■ **What to produce**
Indicate how many lines in the listing below contain the word "bank". No other output is permitted.

■ **Data excerpts**

++++++

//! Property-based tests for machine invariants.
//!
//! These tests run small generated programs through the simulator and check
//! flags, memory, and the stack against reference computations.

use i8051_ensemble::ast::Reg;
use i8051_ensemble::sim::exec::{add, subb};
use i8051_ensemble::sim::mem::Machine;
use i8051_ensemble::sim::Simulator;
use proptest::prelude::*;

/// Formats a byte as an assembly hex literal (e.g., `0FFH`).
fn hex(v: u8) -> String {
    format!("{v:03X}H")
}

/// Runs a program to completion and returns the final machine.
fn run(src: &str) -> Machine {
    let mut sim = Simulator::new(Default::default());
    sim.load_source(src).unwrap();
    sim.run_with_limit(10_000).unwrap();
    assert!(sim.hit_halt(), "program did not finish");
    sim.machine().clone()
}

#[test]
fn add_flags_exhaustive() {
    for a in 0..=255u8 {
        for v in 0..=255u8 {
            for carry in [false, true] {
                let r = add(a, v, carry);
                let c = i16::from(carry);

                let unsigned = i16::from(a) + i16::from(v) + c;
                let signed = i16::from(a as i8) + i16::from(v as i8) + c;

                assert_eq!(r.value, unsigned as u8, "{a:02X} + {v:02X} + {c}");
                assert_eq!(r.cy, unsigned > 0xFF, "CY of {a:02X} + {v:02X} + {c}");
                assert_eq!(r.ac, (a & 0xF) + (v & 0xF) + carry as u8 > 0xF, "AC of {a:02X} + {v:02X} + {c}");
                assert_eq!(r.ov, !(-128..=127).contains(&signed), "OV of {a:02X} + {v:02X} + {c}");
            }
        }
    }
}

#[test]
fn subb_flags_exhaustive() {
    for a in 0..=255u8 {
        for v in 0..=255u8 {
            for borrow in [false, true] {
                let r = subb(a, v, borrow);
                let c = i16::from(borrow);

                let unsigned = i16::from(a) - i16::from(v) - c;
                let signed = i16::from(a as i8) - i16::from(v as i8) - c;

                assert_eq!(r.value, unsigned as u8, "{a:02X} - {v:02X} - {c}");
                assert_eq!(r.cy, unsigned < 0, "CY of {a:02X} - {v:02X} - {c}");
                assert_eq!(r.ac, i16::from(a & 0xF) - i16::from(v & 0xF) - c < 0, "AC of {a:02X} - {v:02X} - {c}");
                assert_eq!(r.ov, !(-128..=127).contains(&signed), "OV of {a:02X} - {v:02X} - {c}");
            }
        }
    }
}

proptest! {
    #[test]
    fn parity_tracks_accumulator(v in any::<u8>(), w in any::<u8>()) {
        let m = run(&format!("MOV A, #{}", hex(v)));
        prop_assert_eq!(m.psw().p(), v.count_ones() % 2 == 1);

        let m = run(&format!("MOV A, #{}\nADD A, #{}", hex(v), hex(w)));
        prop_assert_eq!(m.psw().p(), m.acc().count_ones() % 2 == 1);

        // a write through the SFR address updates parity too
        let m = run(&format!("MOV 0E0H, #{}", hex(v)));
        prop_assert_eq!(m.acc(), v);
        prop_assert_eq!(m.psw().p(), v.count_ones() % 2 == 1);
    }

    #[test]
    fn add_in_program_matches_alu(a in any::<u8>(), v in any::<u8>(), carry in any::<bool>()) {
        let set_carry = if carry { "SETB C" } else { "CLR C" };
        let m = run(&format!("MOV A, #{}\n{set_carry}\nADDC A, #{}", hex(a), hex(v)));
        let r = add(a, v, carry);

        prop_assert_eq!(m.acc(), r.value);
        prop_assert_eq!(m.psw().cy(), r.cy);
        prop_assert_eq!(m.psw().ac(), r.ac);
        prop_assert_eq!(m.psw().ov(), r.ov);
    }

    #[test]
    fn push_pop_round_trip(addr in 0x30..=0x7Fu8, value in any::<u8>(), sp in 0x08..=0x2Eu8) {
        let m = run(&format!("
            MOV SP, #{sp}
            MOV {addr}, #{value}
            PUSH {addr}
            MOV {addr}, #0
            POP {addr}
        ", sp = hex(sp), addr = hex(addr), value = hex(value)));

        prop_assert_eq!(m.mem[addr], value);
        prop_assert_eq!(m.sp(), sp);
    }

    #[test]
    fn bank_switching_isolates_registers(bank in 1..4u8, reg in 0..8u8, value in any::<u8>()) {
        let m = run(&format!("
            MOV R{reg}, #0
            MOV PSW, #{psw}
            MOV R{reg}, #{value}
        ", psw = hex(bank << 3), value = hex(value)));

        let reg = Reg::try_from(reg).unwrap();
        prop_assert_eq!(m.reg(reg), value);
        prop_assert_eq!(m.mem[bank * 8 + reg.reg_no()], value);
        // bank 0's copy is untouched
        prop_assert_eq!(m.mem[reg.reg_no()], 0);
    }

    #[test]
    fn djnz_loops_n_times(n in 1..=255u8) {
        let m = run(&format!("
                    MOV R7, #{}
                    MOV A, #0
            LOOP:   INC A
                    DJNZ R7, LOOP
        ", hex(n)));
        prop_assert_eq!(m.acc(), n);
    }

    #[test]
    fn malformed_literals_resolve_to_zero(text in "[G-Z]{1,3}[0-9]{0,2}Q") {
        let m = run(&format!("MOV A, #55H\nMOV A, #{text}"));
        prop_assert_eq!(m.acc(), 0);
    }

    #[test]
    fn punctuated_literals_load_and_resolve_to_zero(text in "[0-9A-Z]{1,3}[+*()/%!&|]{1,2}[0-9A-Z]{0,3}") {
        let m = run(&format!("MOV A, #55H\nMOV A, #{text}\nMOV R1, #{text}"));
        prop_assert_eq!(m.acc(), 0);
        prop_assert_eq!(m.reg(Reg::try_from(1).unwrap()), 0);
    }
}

++++++

■ **Answer box**
4